September 16, 2013, started like any other Monday at Washington, DC’s, Navy Yard, with people arriving early to begin work. Then government contractor Aaron Alexis entered the building and began shooting. An hour later, 13 people were dead, including the shooter. Reports later confirmed that Alexis had a history of mental illness and had stated that an “ultra low frequency attack is what I’ve been subject to for the last three months. And to be perfectly honest, that is what has driven me to this.” This devastating mass shooting, like the one in a Connecticut elementary school in 2012 and many others since then, reinforced public perceptions that people with psychological disorders pose a threat (Barry et al., 2013; Jorm et al., 2012). “People with mental illness are getting guns and committing these mass shootings,” said Speaker of the U.S. House Paul Ryan (2015). In one survey, 84 percent of Americans agreed that “increased government spending on mental health screening and treatment” would be a “somewhat” or “very” effective “approach to preventing mass shootings at schools” (Newport, 2012).

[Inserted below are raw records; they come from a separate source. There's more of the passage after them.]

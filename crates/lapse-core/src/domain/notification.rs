//! Notification model - 通知レコードと宛先

use chrono::{DateTime, Utc};
use serde::{Deserialize, Serialize};
use std::fmt;

use super::ids::{LeadId, NotificationId, UserId};

/// Who a notification is addressed to.
#[derive(Debug, Clone, Copy, PartialEq, Eq, Hash, Serialize, Deserialize)]
#[serde(tag = "kind", content = "user_id", rename_all = "snake_case")]
pub enum Recipient {
    User(UserId),
    /// Operators / system listeners, not tied to an owner.
    System,
}

impl fmt::Display for Recipient {
    fn fmt(&self, f: &mut fmt::Formatter<'_>) -> fmt::Result {
        match self {
            Recipient::User(user_id) => user_id.fmt(f),
            Recipient::System => f.write_str("system"),
        }
    }
}

#[derive(Debug, Clone, Copy, PartialEq, Eq, Hash, Serialize, Deserialize)]
#[serde(rename_all = "snake_case")]
pub enum NotificationCategory {
    /// A single lead expired.
    LeadExpired,
    /// Several leads of one owner expired (grouped).
    LeadsExpired,
    /// System-level summary of notifications withheld by rate limiting.
    DeferredWork,
}

impl NotificationCategory {
    /// Categories subject to the per-owner cooldown.
    pub const OWNER_EXPIRY: [NotificationCategory; 2] = [
        NotificationCategory::LeadExpired,
        NotificationCategory::LeadsExpired,
    ];

    pub fn as_str(self) -> &'static str {
        match self {
            NotificationCategory::LeadExpired => "lead_expired",
            NotificationCategory::LeadsExpired => "leads_expired",
            NotificationCategory::DeferredWork => "deferred_work",
        }
    }
}

impl fmt::Display for NotificationCategory {
    fn fmt(&self, f: &mut fmt::Formatter<'_>) -> fmt::Result {
        f.write_str(self.as_str())
    }
}

#[derive(Debug, Clone, Copy, PartialEq, Eq, PartialOrd, Ord, Hash, Serialize, Deserialize)]
#[serde(rename_all = "snake_case")]
pub enum NotificationPriority {
    Low,
    Normal,
    High,
}

/// A persisted notification, created only by the dispatcher.
#[derive(Debug, Clone, PartialEq, Serialize, Deserialize)]
pub struct Notification {
    pub id: NotificationId,
    pub recipient: Recipient,
    pub category: NotificationCategory,
    pub priority: NotificationPriority,
    pub title: String,
    pub message: String,

    /// Structured data: affected lead ids and counts.
    pub payload: serde_json::Value,

    #[serde(default)]
    pub read: bool,
    pub created_at: DateTime<Utc>,
    #[serde(default, skip_serializing_if = "Option::is_none")]
    pub sent_at: Option<DateTime<Utc>>,
    #[serde(default, skip_serializing_if = "Option::is_none")]
    pub expires_at: Option<DateTime<Utc>>,
}

impl Notification {
    pub fn user_id(&self) -> Option<UserId> {
        match self.recipient {
            Recipient::User(user_id) => Some(user_id),
            Recipient::System => None,
        }
    }

    /// Lead ids referenced by the payload (empty if none).
    pub fn lead_ids(&self) -> Vec<LeadId> {
        serde_json::from_value(self.payload["lead_ids"].clone()).unwrap_or_default()
    }

    /// Whether the notification is past its expiry at `now`.
    pub fn is_stale(&self, now: DateTime<Utc>) -> bool {
        self.expires_at.is_some_and(|expires_at| expires_at <= now)
    }
}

A photo shows a woman hugging another woman. At the background a sign reads, Newtown remembers our heroes. A picket fence has the names of the victims from the Newtown mass shooting.

How to prevent mass shootings? Following the Newtown, Connecticut, slaughter of 20 young children and 6 adults, people wondered: Could those at risk for violence be identified in advance by mental health workers and reported to police? Would laws that require such reporting discourage disturbed gun owners from seeking mental health treatment?

Do disorders actually increase risk of violence? And can clinicians predict who is likely to do harm? No. Most violent criminals are not mentally ill, and most mentally ill people are not violent (Fazel & Grann, 2006; Skeem et al., 2016). Moreover, clinical prediction of violence is unreliable. The few people with disorders who commit violent acts tend to be either those, like the Navy Yard shooter, who experience threatening delusions and hallucinated voices that command them to act, who have suffered a financial crisis or lost relationship, or who abuse substances (Douglas et al., 2009; Elbogen et al., 2016; Fazel et al., 2009, 2010).

People with disorders are more likely to be victims than perpetrators of violence (Marley & Bulia, 2001). According to the U.S. Surgeon General’s Office (1999, p. 7), “there is very little risk of violence or harm to a stranger from casual contact with an individual who has a mental disorder.” Psychological disorders only rarely lead to violent acts, and focusing gun restrictions only on mentally ill people will likely not reduce gun violence (Friedman, 2012). Better predictors of violence are use of alcohol or drugs, previous violence, and gun availability. The mass-killing shooters have one more thing in common: They tend to be young males.

Whether people with mental disorders who turn violent should be held responsible for their behavior remains controversial. U.S. President Ronald Reagan’s near-assassin, John Hinckley, was sent to a hospital rather than to prison. The public was outraged. Others were outraged in 2011, when Jared Lee Loughner killed six people and injured several others, including U.S. Representative Gabrielle Giffords. Loughner was diagnosed with schizophrenia but nevertheless sentenced to life in prison without parole.

Which decision—hospital or prison—was correct? “My brain . . . my genes . . . my bad upbringing made me do it.” Such defenses were anticipated by Shakespeare’s Hamlet. If I wrong someone when not myself, he explained, “then Hamlet does it not, Hamlet denies it. Who does it then? His madness.” Such is the essence of a legal insanity defense, which asserts that the defendant cannot be held responsible for a criminal act. “Insanity” is a legal rather than a psychological concept, created in 1843 after a deluded Scotsman tried to shoot the prime minister (who he thought was persecuting him) but killed an assistant by mistake. Like Hinckley, Daniel M’Naghten was sent to a mental hospital rather than to prison. In both cases, the public was outraged. “Hinckley Insane, Public Mad,” declared one headline.

As we come to better understand the biological and environmental bases for all human behavior, from generosity to murder, when should we hold people accountable (or not) for their actions? In these situations, psychology and the legal system often work together. Mental health practitioners may be asked to interview and assess offenders and provide their expert opinions, or to discuss an existing client, which may be done only with the client’s approval. (When a person sees a therapist, confidentiality about those sessions is generally assured by the strict rules of the therapist-patient privilege.) With this information in hand, judges and juries can make more informed decisions about personal responsibility and accountability.